• **Task goal**
What is the number of lines below that contain the string "ConfigError"? Give it and nothing else.

Dataset entries:
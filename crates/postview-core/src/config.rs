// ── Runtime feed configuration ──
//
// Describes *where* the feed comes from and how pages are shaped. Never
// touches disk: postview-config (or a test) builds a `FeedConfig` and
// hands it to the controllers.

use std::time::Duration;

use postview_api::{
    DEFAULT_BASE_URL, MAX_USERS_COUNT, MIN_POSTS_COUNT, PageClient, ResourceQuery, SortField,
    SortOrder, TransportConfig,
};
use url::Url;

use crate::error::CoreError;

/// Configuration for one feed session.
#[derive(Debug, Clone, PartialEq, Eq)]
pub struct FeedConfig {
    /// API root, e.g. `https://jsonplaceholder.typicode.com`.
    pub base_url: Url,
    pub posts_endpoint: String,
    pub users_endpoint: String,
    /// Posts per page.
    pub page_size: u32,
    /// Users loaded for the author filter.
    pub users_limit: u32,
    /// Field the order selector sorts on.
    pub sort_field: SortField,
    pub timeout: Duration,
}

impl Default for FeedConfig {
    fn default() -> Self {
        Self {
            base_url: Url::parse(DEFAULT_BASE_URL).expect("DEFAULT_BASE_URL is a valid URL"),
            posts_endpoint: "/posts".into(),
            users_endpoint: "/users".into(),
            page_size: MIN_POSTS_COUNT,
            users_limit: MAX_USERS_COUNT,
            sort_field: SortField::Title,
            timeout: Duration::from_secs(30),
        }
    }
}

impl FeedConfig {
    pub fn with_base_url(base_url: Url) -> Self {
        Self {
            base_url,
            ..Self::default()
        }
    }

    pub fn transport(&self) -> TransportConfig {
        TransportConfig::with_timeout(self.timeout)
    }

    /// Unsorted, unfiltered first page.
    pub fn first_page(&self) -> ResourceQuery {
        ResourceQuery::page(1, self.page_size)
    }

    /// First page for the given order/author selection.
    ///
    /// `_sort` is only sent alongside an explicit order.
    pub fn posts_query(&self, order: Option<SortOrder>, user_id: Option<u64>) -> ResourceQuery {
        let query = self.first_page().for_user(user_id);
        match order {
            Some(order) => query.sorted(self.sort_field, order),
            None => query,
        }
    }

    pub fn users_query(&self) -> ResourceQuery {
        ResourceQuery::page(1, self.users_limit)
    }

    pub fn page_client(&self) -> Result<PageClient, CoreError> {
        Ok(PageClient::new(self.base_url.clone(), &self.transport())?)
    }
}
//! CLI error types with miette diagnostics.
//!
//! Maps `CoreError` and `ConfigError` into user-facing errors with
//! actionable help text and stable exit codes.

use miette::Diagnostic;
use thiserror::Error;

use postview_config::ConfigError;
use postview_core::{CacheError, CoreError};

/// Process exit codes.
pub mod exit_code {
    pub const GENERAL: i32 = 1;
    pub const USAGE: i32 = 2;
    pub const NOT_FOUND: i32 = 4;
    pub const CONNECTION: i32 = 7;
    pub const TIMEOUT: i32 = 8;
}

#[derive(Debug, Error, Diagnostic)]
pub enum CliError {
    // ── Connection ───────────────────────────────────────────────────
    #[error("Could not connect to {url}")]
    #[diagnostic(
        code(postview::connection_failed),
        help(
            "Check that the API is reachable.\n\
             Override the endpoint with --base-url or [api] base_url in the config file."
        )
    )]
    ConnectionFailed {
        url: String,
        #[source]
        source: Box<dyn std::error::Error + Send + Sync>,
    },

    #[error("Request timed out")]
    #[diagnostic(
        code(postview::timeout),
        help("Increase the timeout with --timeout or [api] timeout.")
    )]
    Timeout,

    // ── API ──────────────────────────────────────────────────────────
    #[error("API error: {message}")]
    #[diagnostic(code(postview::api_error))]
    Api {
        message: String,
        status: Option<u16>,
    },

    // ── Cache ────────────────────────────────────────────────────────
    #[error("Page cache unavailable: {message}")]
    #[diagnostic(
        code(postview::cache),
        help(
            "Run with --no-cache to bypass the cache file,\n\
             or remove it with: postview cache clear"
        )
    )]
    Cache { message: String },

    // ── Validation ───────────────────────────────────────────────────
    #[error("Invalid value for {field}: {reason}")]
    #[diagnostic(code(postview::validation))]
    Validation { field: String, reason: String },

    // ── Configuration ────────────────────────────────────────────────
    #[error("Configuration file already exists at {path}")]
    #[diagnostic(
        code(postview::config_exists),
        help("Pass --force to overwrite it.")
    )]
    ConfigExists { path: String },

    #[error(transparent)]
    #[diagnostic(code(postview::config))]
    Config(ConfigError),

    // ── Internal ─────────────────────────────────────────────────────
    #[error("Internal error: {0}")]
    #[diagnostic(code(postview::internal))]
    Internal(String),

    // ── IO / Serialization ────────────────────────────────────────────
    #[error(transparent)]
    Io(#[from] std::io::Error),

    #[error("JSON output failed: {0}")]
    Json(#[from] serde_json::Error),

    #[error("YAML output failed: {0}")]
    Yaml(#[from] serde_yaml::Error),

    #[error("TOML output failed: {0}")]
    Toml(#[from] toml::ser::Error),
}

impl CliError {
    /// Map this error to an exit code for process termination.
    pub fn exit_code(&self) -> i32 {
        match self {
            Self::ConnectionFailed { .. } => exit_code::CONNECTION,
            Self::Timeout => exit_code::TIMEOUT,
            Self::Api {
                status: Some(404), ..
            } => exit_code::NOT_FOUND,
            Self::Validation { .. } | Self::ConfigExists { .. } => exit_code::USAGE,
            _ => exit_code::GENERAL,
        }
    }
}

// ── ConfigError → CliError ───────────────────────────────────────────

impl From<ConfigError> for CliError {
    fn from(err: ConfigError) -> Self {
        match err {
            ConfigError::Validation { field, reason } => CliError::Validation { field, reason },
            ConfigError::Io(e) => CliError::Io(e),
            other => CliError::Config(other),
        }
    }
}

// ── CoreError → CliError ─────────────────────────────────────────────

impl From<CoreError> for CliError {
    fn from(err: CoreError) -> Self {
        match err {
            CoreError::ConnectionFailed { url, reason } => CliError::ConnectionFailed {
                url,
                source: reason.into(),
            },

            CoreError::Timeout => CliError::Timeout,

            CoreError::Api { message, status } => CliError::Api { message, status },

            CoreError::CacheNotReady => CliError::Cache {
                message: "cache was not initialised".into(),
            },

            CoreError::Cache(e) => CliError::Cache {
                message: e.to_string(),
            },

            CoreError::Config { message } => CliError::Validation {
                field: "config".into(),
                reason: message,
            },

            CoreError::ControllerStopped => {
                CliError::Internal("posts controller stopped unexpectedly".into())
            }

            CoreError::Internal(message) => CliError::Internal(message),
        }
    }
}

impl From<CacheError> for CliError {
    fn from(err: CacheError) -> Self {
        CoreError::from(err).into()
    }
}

• **Your solution**
8